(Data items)
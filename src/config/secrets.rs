use std::collections::{BTreeMap, HashSet};
use std::path::Path;
use std::sync::LazyLock;

use anyhow::{bail, Context, Result};
use regex::Regex;

use super::model::SlotConfig;

/// Compiled pattern matching `$VAR`, `${VAR}`, and `$$` escape sequences.
static ENV_VAR_RE: LazyLock<Regex> = LazyLock::new(|| {
    Regex::new(r"\$\{([A-Za-z_][A-Za-z0-9_]*)\}|\$([A-Za-z_][A-Za-z0-9_]*)|\$\$")
        .expect("valid regex")
});

// ---------------------------------------------------------------------------
// SecretRegistry: tracks secret values for masking
// ---------------------------------------------------------------------------

/// Tracks expanded values (HF tokens, API keys) so they can be masked in output.
#[derive(Debug, Default, Clone)]
pub struct SecretRegistry {
    secret_values: HashSet<String>,
}

impl SecretRegistry {
    pub fn new() -> Self {
        Self::default()
    }

    /// Register a value as secret (to be masked in output).
    pub fn track(&mut self, value: &str) {
        if !value.is_empty() {
            self.secret_values.insert(value.to_string());
        }
    }

    /// Replace any known secret substrings in `value` with `****`.
    pub fn mask_value(&self, value: &str) -> String {
        let mut result = value.to_string();
        for secret in &self.secret_values {
            if !secret.is_empty() {
                result = result.replace(secret.as_str(), "****");
            }
        }
        result
    }
}

// ---------------------------------------------------------------------------
// .env file parser
// ---------------------------------------------------------------------------

/// Parse a `.env` file into key-value pairs.
///
/// Supports: `KEY=VALUE`, `KEY="VALUE"`, `KEY='VALUE'`, `# comments`, blank lines.
/// Returns an empty map if the file does not exist.
pub fn parse_env_file(path: &Path) -> Result<BTreeMap<String, String>> {
    if !path.exists() {
        return Ok(BTreeMap::new());
    }

    let content = std::fs::read_to_string(path)
        .with_context(|| format!("reading .env file {}", path.display()))?;

    parse_env_content(&content)
}

fn parse_env_content(content: &str) -> Result<BTreeMap<String, String>> {
    let mut vars = BTreeMap::new();

    for (line_num, line) in content.lines().enumerate() {
        let trimmed = line.trim();

        if trimmed.is_empty() || trimmed.starts_with('#') {
            continue;
        }

        let trimmed = trimmed.strip_prefix("export ").unwrap_or(trimmed);

        let Some((key, value)) = trimmed.split_once('=') else {
            bail!(
                ".env line {}: expected KEY=VALUE, got {:?}",
                line_num + 1,
                trimmed
            );
        };

        let key = key.trim().to_string();
        if key.is_empty() {
            bail!(".env line {}: empty key", line_num + 1);
        }

        let value = value.trim();

        // Strip matching quotes
        let value = if value.len() >= 2
            && ((value.starts_with('"') && value.ends_with('"'))
                || (value.starts_with('\'') && value.ends_with('\'')))
        {
            &value[1..value.len() - 1]
        } else {
            value
        };

        vars.insert(key, value.to_string());
    }

    Ok(vars)
}

// ---------------------------------------------------------------------------
// $VAR expansion engine
// ---------------------------------------------------------------------------

/// Expand `$VAR`, `${VAR}`, and `$$` escape sequences in a string.
///
/// Lookup order: (1) `env_file_vars`, (2) host process env via `std::env::var`.
/// Returns `(expanded_string, had_expansion)`.
pub fn expand_env_vars(
    input: &str,
    env_file_vars: &BTreeMap<String, String>,
    field_context: &str,
) -> Result<(String, bool)> {
    if !input.contains('$') {
        return Ok((input.to_string(), false));
    }

    let mut result = String::with_capacity(input.len());
    let mut last_end = 0;
    let mut had_expansion = false;

    for caps in ENV_VAR_RE.captures_iter(input) {
        let Some(m) = caps.get(0) else { continue };
        result.push_str(&input[last_end..m.start()]);

        if m.as_str() == "$$" {
            result.push('$');
        } else {
            let var_name = caps
                .get(1)
                .or_else(|| caps.get(2))
                .map(|g| g.as_str())
                .unwrap_or_default();

            let value = env_file_vars
                .get(var_name)
                .cloned()
                .or_else(|| std::env::var(var_name).ok());

            match value {
                Some(val) => {
                    result.push_str(&val);
                    had_expansion = true;
                }
                None => {
                    bail!(
                        "undefined environment variable ${} in {}",
                        var_name,
                        field_context
                    );
                }
            }
        }

        last_end = m.end();
    }

    result.push_str(&input[last_end..]);
    Ok((result, had_expansion))
}

// ---------------------------------------------------------------------------
// Config walker
// ---------------------------------------------------------------------------

/// Load the project `env_file`, if any, relative to the config directory.
pub fn load_env_file(config: &SlotConfig, config_dir: &Path) -> Result<BTreeMap<String, String>> {
    match &config.project.env_file {
        Some(env_file) => parse_env_file(&config_dir.join(env_file))
            .with_context(|| format!("loading project env_file {:?}", env_file)),
        None => Ok(BTreeMap::new()),
    }
}

/// Expand `$VAR` references in service env values and volume specs.
/// Returns a `SecretRegistry` tracking which env values came from expansion.
pub fn expand_config_env_vars(
    config: &mut SlotConfig,
    env_file_vars: &BTreeMap<String, String>,
) -> Result<SecretRegistry> {
    let mut registry = SecretRegistry::new();

    for svc in &mut config.services {
        for (key, value) in svc.env.iter_mut() {
            let (expanded, was_secret) = expand_env_vars(
                value,
                env_file_vars,
                &format!("services.{}.env.{key}", svc.name),
            )?;
            if was_secret {
                registry.track(&expanded);
            }
            *value = expanded;
        }

        for volume in svc.volumes.iter_mut() {
            let (expanded, _) = expand_env_vars(
                volume,
                env_file_vars,
                &format!("services.{}.volumes", svc.name),
            )?;
            *volume = expanded;
        }
    }

    Ok(registry)
}
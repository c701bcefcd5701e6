use std::path::{Path, PathBuf};

pub const CONFIG_FILENAME: &str = "llmslot.toml";

/// Environment variable that points at a config file when `-f` is not given.
pub const CONFIG_ENV: &str = "LLMSLOT_CONFIG";

/// Walk up the directory tree from `start`, checking for `filename` at each level.
pub fn find_config(start: &Path, filename: &str) -> Option<PathBuf> {
    let mut current = start.to_path_buf();
    loop {
        let candidate = current.join(filename);
        if candidate.is_file() {
            return Some(candidate);
        }
        if !current.pop() {
            return None;
        }
    }
}

/// Resolve the config file path.
///
/// Precedence: the `-f` flag, then `$LLMSLOT_CONFIG`, then the nearest
/// `llmslot.toml` walking up from the working directory.
pub fn resolve_config(cli_file: Option<&Path>) -> anyhow::Result<PathBuf> {
    let explicit = cli_file
        .map(Path::to_path_buf)
        .or_else(|| std::env::var_os(CONFIG_ENV).map(PathBuf::from));

    if let Some(path) = explicit {
        if path.is_file() {
            return Ok(path.canonicalize()?);
        }
        anyhow::bail!("Config file not found: {}", path.display());
    }

    let cwd = std::env::current_dir()?;
    find_config(&cwd, CONFIG_FILENAME).ok_or_else(|| {
        anyhow::anyhow!(
            "No {} found in {} or any parent directory (run `llmslot init` to create one)",
            CONFIG_FILENAME,
            cwd.display()
        )
    })
}
use anyhow::Result;
use std::process::Command;

use crate::config::resolve::resolve_config;
use crate::platform::identify_port_owner;
use crate::project::Project;

pub fn run(config_file: Option<&std::path::Path>) -> Result<()> {
    println!("llmslot doctor");
    println!("==============");
    println!();

    // Loading the project is optional; doctor also runs outside a project.
    let project = resolve_config(config_file)
        .ok()
        .and_then(|path| Project::load(&path).ok());
    let nvidia_smi = project
        .as_ref()
        .map(|p| p.config.runtime.nvidia_smi.clone())
        .unwrap_or_else(|| "nvidia-smi".to_string());

    let checks: [(&str, &str, &[&str]); 3] = [
        ("docker", "docker", &["--version"]),
        ("docker daemon", "docker", &["info", "--format", "{{.ServerVersion}}"]),
        (
            "nvidia-smi",
            nvidia_smi.as_str(),
            &["--query-gpu=name,driver_version", "--format=csv,noheader"],
        ),
    ];

    let mut all_ok = true;

    for (label, bin, args) in &checks {
        match Command::new(bin).args(*args).output() {
            Ok(output) if output.status.success() => {
                let text = String::from_utf8_lossy(&output.stdout);
                let first = text.lines().next().unwrap_or("").trim().to_string();
                println!("  [ok] {:<16} {}", label, first);
            }
            Ok(output) => {
                let err = String::from_utf8_lossy(&output.stderr);
                println!(
                    "  [!!] {:<16} {}",
                    label,
                    err.lines().next().unwrap_or("failed").trim()
                );
                all_ok = false;
            }
            Err(_) => {
                println!("  [!!] {:<16} not found", label);
                all_ok = false;
            }
        }
    }

    if let Some(project) = &project {
        println!();
        println!("  Ports ({}):", project.identity.name);
        for service in project.catalog.iter() {
            let port = service.launch.host_port;
            let in_use = std::net::TcpListener::bind(("127.0.0.1", port)).is_err();
            if !in_use {
                println!("  [ok] {:<16} {} free", service.identifier, port);
                continue;
            }
            match identify_port_owner(port) {
                Some(owner) => println!("  [--] {:<16} {} in use by {}", service.identifier, port, owner),
                None => println!("  [--] {:<16} {} in use", service.identifier, port),
            }
        }
    }

    println!();
    if all_ok {
        println!("All checks passed.");
    } else {
        println!("Some checks failed. llmslot needs a running Docker daemon and the NVIDIA");
        println!("container toolkit to launch services.");
    }

    Ok(())
}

- _WHAT THE EXERCISE ASKS_: Check each line of the data above for the word "Command". Report how many lines have it, and nothing else.

- _TASK SOLUTION_: 2